Objective: to describe the difficulties and lessons learned in searching articles for a systematic review, 'Suicide mortality in adults from countries in Latin America'.

Methods: based on the results of searches according to MOOSE, in the following databases: VHL, EBSCOhost, Embase, LILACS, PubMed, ProQuest, PsycNET, ScienceDirect, SciELO, Scopus and WoS, to identify the studies related to factors associated with mortality due to suicide in adults in Latin America, we reached a final list of 60 articles. We specified in which database these were identified and in which database they were indexed, and contrasted these results for each article and database (see Figure 1).

Results: 98.4% of the identified articles are indexed in some of the databases, but only 80.3% of these were identified by means of search strategies. We did not find 13.3% of the articles in any database, although they were indexed in some, they were only found by cross-reference search. Furthermore, 86.7% of the articles were duplicated in at least two databases and 78.3% in at least three databases. When we performed a specific analysis for each database used for this search; the percentages of coincidence between the number of articles actually found, and the number of articles that should have been found, none exceeded 89% efficiency; reaching a final result of only 15.4% in Embase.

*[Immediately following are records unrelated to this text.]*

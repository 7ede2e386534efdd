//! Route matching logic.
//!
//! # Responsibilities
//! - Refuse requests under the reserved admin prefix
//! - Match method exactly (case-sensitive)
//! - Match path against the raw request path or its normalized candidate
//!
//! # Design Decisions
//! - Linear scan in stored order; first match wins
//! - No wildcards, no path parameters, no body matching
//! - The raw path is compared as received, without percent-decoding

use crate::store::RouteDefinition;

/// Paths starting with this prefix belong to the admin interface.
pub const ADMIN_PREFIX: &str = "/admin";

/// Strip a single leading `/` from a request path.
pub fn normalize(path: &str) -> &str {
    path.strip_prefix('/').unwrap_or(path)
}

/// True when `path` falls under the reserved admin prefix.
///
/// The prefix is matched on whole segments: `/admin` and `/admin/routes`
/// are reserved, `/administrator` is not. The leading `/` is optional.
pub fn is_admin_path(path: &str) -> bool {
    let bare = normalize(ADMIN_PREFIX);
    normalize(path)
        .strip_prefix(bare)
        .is_some_and(|rest| rest.is_empty() || rest.starts_with('/'))
}

/// Outcome of matching one request against the registry.
#[derive(Debug, PartialEq)]
pub enum MatchOutcome<'a> {
    /// A definition answers this request.
    Matched(&'a RouteDefinition),
    /// No definition has this method + path.
    NoMatch,
    /// The path is reserved for the admin interface.
    Reserved,
}

/// Find the definition serving `method` + `path`.
pub fn find_route<'a>(
    routes: &'a [RouteDefinition],
    method: &str,
    path: &str,
) -> MatchOutcome<'a> {
    if is_admin_path(path) {
        return MatchOutcome::Reserved;
    }

    let normalized = normalize(path);
    routes
        .iter()
        .find(|route| route.method == method && (route.path == path || route.path == normalized))
        .map_or(MatchOutcome::NoMatch, MatchOutcome::Matched)
}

Conclusions: independent of the search strategies, which could be criticized despite rigorous construction, the difficulty in identifying the articles is definitely noteworthy. The above is a possible indicator that investigative efforts become invisible, and as such do not reach their ultimate goal of applicability and generalization. It is clear that this research only refers to a specific systematic review and it would be optimal to be able to replicate this analysis in other systematic reviews. We believe it is fundamental to encourage researchers to use multiple databases in their searches, as well as the revision of cross references.

Patient or healthcare consumer involvement: anyone who performs a bibliographic search with key terms to identify the associated research.